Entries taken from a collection
BEGIN
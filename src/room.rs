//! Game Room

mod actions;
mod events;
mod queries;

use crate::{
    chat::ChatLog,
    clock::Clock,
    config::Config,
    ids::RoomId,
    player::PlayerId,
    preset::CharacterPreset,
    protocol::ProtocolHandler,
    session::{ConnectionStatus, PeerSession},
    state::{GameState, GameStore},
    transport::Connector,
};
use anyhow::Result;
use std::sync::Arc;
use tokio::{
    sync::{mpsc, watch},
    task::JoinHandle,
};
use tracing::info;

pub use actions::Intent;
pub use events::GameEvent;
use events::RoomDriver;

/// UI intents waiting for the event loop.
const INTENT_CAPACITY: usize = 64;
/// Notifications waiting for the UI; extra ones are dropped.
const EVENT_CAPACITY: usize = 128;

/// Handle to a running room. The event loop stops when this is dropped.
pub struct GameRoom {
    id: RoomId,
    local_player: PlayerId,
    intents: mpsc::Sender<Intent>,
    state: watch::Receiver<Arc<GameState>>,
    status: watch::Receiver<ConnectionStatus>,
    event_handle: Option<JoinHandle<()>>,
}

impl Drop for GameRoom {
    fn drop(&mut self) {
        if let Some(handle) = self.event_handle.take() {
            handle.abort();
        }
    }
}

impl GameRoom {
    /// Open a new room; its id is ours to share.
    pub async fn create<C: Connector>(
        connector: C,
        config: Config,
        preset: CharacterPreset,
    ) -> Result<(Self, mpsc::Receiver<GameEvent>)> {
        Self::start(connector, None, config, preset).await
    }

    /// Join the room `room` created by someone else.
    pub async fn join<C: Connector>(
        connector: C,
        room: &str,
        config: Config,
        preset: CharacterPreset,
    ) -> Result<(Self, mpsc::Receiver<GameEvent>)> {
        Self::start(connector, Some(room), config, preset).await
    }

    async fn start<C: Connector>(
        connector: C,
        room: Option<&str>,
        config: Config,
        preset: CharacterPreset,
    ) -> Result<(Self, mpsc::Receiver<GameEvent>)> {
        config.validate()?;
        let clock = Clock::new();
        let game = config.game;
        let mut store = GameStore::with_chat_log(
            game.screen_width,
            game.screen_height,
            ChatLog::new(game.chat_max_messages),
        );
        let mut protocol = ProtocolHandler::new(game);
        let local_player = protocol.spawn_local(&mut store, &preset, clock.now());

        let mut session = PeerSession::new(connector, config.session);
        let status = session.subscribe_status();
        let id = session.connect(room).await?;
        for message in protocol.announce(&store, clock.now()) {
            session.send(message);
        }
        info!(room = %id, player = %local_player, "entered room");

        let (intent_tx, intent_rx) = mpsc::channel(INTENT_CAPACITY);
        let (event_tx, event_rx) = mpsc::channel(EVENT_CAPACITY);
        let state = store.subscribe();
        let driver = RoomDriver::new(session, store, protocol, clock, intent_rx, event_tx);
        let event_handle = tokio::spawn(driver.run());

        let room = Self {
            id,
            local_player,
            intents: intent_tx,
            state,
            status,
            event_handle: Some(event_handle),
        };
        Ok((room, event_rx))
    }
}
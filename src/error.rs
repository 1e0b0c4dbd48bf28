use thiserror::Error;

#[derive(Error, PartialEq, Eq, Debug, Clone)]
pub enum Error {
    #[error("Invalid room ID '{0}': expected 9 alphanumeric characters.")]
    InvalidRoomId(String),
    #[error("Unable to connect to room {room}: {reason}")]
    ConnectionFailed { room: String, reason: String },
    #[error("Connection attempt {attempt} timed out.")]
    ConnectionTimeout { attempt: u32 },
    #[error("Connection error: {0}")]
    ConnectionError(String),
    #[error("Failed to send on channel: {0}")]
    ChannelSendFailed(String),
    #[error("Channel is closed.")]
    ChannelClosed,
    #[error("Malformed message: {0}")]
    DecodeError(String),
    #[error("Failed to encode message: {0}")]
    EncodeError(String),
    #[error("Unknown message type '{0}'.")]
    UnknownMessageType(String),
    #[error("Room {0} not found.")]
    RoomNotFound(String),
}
END
BEGIN
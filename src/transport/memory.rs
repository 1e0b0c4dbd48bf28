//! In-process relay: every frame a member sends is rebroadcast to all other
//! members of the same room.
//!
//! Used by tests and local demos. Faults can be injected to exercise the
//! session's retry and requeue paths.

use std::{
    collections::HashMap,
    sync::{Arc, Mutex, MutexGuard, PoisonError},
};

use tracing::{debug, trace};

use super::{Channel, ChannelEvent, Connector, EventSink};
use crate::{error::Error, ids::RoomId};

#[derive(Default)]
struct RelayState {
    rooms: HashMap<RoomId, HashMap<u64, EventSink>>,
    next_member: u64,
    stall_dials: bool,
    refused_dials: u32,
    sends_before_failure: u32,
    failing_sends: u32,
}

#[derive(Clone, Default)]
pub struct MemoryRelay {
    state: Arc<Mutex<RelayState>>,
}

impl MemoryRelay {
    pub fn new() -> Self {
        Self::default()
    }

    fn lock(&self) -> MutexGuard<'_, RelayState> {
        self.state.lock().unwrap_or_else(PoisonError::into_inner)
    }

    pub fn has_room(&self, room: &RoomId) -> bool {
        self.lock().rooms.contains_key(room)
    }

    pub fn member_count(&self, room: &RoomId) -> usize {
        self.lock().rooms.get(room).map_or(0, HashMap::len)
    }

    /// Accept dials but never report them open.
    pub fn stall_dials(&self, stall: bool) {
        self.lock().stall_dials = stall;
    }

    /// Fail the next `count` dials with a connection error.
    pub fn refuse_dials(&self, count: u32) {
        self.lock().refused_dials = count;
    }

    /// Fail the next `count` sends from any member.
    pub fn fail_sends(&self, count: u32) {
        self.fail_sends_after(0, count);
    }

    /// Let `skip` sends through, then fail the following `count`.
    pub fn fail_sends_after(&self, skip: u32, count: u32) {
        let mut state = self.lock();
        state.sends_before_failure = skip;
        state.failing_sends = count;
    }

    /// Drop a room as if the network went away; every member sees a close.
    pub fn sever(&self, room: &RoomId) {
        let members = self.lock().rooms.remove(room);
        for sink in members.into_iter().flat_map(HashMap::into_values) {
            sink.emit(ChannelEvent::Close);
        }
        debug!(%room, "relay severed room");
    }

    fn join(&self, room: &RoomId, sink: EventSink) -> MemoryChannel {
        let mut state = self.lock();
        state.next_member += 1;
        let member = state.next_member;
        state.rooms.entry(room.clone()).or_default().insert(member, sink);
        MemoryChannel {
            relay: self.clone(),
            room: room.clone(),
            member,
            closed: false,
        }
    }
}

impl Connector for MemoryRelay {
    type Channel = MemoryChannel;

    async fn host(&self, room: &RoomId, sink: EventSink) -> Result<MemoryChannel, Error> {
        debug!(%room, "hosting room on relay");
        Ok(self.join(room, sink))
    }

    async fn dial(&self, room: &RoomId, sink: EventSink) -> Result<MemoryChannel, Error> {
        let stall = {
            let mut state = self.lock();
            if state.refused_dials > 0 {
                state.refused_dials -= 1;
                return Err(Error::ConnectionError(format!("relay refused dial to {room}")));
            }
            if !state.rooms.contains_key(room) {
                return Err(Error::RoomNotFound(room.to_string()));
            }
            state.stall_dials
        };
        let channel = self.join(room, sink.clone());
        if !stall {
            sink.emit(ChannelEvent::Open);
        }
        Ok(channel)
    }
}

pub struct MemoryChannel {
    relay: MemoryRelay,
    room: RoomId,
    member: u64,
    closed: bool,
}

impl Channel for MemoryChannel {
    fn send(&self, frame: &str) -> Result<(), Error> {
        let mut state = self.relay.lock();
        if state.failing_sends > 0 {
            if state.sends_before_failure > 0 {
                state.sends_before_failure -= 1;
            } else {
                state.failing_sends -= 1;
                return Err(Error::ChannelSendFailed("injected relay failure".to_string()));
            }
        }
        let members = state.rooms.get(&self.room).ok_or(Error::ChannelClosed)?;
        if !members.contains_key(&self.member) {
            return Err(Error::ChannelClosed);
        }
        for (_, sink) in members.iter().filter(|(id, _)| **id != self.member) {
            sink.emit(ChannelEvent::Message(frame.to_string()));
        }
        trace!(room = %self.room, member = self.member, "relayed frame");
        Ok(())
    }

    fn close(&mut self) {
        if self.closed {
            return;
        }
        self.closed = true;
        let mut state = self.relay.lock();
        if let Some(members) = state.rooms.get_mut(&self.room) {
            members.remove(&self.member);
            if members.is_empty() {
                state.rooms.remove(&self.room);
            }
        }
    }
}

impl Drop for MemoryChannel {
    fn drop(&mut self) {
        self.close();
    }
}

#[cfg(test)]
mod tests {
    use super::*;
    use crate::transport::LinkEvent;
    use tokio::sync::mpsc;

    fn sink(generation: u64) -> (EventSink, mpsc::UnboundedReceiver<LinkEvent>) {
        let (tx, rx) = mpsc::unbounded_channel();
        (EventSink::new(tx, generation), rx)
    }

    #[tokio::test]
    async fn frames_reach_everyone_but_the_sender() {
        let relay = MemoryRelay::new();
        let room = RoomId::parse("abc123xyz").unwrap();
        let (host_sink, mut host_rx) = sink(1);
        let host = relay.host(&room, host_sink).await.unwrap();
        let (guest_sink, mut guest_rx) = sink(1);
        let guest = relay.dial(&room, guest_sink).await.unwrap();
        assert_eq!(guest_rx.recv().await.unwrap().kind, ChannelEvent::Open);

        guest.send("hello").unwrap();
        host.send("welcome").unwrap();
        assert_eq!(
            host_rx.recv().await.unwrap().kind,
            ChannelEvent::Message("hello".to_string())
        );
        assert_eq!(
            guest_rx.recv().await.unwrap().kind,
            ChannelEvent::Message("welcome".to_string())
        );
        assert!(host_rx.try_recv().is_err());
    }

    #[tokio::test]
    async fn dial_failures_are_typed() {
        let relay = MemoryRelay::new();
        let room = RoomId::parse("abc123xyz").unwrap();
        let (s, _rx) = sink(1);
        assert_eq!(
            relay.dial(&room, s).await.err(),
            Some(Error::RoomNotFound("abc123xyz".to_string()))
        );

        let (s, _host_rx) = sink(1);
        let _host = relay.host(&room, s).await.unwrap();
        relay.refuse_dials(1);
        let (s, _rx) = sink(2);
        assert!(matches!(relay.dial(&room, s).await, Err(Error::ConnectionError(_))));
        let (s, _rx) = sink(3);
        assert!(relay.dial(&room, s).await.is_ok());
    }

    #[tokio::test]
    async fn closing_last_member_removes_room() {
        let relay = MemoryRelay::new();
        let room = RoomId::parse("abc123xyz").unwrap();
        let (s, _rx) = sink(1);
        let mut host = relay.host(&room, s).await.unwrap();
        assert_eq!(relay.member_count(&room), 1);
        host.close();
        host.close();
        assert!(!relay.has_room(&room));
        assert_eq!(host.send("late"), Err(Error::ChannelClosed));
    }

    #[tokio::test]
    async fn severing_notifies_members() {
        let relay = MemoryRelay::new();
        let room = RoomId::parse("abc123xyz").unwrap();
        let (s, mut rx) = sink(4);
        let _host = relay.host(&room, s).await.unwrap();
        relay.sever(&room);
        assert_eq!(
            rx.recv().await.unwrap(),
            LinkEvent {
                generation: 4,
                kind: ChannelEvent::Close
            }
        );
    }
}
END
▸ Exercise details:
Which lines hold the word "clock"? Return all of them from the records above.

▸ The completed task:
    clock::Clock,
        let clock = Clock::new();
        let local_player = protocol.spawn_local(&mut store, &preset, clock.now());
        for message in protocol.announce(&store, clock.now()) {
        let driver = RoomDriver::new(session, store, protocol, clock, intent_rx, event_tx);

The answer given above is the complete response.